4.2.2 Proposed Change to TS 5.5.8.d, "Provisions for SG tube inspections" With the plant entry into 1R31, the sentence added to TS 5.5.8.d in Amendment No. 226 is no longer applicable and the licensee has proposed to delete the sentence. The sentence to be deleted states, "For Unit 1 Refueling Outage 30 and the subsequent operating cycle, the portion of the tube below 17 inches from the top of the hot-leg tubesheet is excluded when the alternate repair criteria in TS 5.5.8.c are implemented. This exclusion does not apply to the tube at row 38 column 69 in the A steam generator, which is not expanded the full length of the tubesheet."

Therefore, in 1R31, the inspection requirements of TS 5.5.8.d apply to the entire length of tubing from the tube-to-tubesheet weld location at the tube inlet to the tube-to-tubesheet weld location at the tube outlet. TS 5.5.8.d further states that the tube-to-tubesheet weld itself is not considered part of the tube. No changes relative to this wording are being proposed as part of the subject amendment request.

4.2.3 Proposed Change to TS 5.6.8, "Steam Generator Tube Inspection Report" The NRC staff has reviewed the proposed new reporting requirements and finds that they are sufficient to allow the staff to monitor the implementation of the proposed amendment. Based on this conclusion, the NRC staff finds that the proposed new reporting requirements are acceptable.

4.2.4 Considerations Relating to Tube-to-Tubesheet Welds The standard technical specifications (STS) and the PBNP TSs state specifically that the tube to tubesheet welds are not part of the tube. Therefore, the requirements of TS 5.5.8 do not apply

- 14 to these welds. However, licensees typically visually inspect the tube ends (including the welds) for evidence of leakage while the SG primary manways are open to permit eddy current inspection of the tubes.

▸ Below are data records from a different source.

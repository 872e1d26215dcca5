//! Social graph structures: friend edges, roles, reactions, media.

use serde::{Deserialize, Serialize};

use crate::UserId;

/// Status of a directed friend edge.
///
/// An accepted friendship is two accepted edges, one per direction; a
/// pending request is a single edge owner -> target.
#[derive(Clone, Copy, Debug, PartialEq, Eq, Serialize, Deserialize)]
#[serde(rename_all = "snake_case")]
pub enum FriendStatus {
    Pending,
    Accepted,
    Rejected,
}

impl FriendStatus {
    pub fn as_str(self) -> &'static str {
        match self {
            FriendStatus::Pending => "pending",
            FriendStatus::Accepted => "accepted",
            FriendStatus::Rejected => "rejected",
        }
    }
}

impl std::str::FromStr for FriendStatus {
    type Err = String;

    fn from_str(s: &str) -> Result<Self, Self::Err> {
        match s {
            "pending" => Ok(FriendStatus::Pending),
            "accepted" => Ok(FriendStatus::Accepted),
            "rejected" => Ok(FriendStatus::Rejected),
            other => Err(format!("unknown friend status: {other}")),
        }
    }
}

/// Role within a group. The creator is auto-admin at creation.
#[derive(Clone, Copy, Debug, PartialEq, Eq, Serialize, Deserialize)]
#[serde(rename_all = "snake_case")]
pub enum GroupRole {
    Admin,
    Moderator,
    Member,
}

impl GroupRole {
    pub fn as_str(self) -> &'static str {
        match self {
            GroupRole::Admin => "admin",
            GroupRole::Moderator => "moderator",
            GroupRole::Member => "member",
        }
    }
}

impl std::str::FromStr for GroupRole {
    type Err = String;

    fn from_str(s: &str) -> Result<Self, Self::Err> {
        match s {
            "admin" => Ok(GroupRole::Admin),
            "moderator" => Ok(GroupRole::Moderator),
            "member" => Ok(GroupRole::Member),
            other => Err(format!("unknown group role: {other}")),
        }
    }
}

/// Reaction kind. Unique per (post, user); re-reacting overwrites.
#[derive(Clone, Copy, Debug, PartialEq, Eq, Serialize, Deserialize)]
#[serde(rename_all = "snake_case")]
pub enum ReactionKind {
    Like,
    Love,
    Laugh,
    Wow,
    Sad,
    Angry,
}

impl ReactionKind {
    pub fn as_str(self) -> &'static str {
        match self {
            ReactionKind::Like => "like",
            ReactionKind::Love => "love",
            ReactionKind::Laugh => "laugh",
            ReactionKind::Wow => "wow",
            ReactionKind::Sad => "sad",
            ReactionKind::Angry => "angry",
        }
    }
}

impl std::str::FromStr for ReactionKind {
    type Err = String;

    fn from_str(s: &str) -> Result<Self, Self::Err> {
        match s {
            "like" => Ok(ReactionKind::Like),
            "love" => Ok(ReactionKind::Love),
            "laugh" => Ok(ReactionKind::Laugh),
            "wow" => Ok(ReactionKind::Wow),
            "sad" => Ok(ReactionKind::Sad),
            "angry" => Ok(ReactionKind::Angry),
            other => Err(format!("unknown reaction kind: {other}")),
        }
    }
}

/// Kind of an attached media reference.
#[derive(Clone, Copy, Debug, PartialEq, Eq, Serialize, Deserialize)]
#[serde(rename_all = "snake_case")]
pub enum MediaKind {
    Photo,
    Video,
    Document,
    Sticker,
}

impl MediaKind {
    pub fn as_str(self) -> &'static str {
        match self {
            MediaKind::Photo => "photo",
            MediaKind::Video => "video",
            MediaKind::Document => "document",
            MediaKind::Sticker => "sticker",
        }
    }
}

impl std::str::FromStr for MediaKind {
    type Err = String;

    fn from_str(s: &str) -> Result<Self, Self::Err> {
        match s {
            "photo" => Ok(MediaKind::Photo),
            "video" => Ok(MediaKind::Video),
            "document" => Ok(MediaKind::Document),
            "sticker" => Ok(MediaKind::Sticker),
            other => Err(format!("unknown media kind: {other}")),
        }
    }
}

/// Opaque media reference. Storage and transcoding live elsewhere.
#[derive(Clone, Debug, PartialEq, Eq, Serialize, Deserialize)]
pub struct Media {
    pub kind: MediaKind,
    /// External storage handle.
    pub reference: String,
}

/// A user profile as seen by the core.
#[derive(Clone, Debug, Serialize, Deserialize)]
pub struct Profile {
    pub user_id: UserId,
    pub handle: String,
    pub is_private: bool,
    pub bio: String,
    pub registered_at: i64,
    pub last_seen: i64,
}

/// Fields of a profile update; `None` leaves the field untouched.
#[derive(Clone, Debug, Default)]
pub struct ProfileUpdate {
    pub handle: Option<String>,
    pub bio: Option<String>,
    pub is_private: Option<bool>,
}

Eddy-current inspection of the SG tubes at Catawba Unit 2 in 2007 revealed indications interpreted as cracks at or near the tube-to-tubesheet weld, suggesting the potential for such cracks in similar SGs, such as those at PBNP. An industry peer review was recently conducted for the Catawba Unit 2 cold-leg tube-end indications, to establish whether the reported indications are in the tube material or the welds. A consensus was reached that the indications most likely exist within the tube material. However, some of the indications extend close enough to the tube end that the possibility that the flaws extend into the weld could not be ruled out. An NRC staff member and an expert consultant from Argonne National Laboratory also reviewed these indications and concluded that the industry's position was reasonable. The peer review group and the NRC consultant also reviewed eddy-current signals from a tube-to-tubesheet mockup, which included a circumferential notch in one of the welds, and they concluded that this notch did not produce a detectable signal.

Based on the above evaluation, the NRC staff finds that the proposed license amendment, which is applicable only to 1R31 and the subsequent operating cycle, ensures that SG tube structural and leakage integrity will be maintained during this period with structural safety margins consistent with the design basis and with leakage integrity within assumptions employed in the licensing basis accident analyses, and will have no adverse impact on the ability of the tube-to-tubesheet welds to perform their safety-related function. Based on this finding, the NRC staff further concludes that the proposed amendment meets 10 CFR 50.36 and, thus, the proposed amendment is acceptable.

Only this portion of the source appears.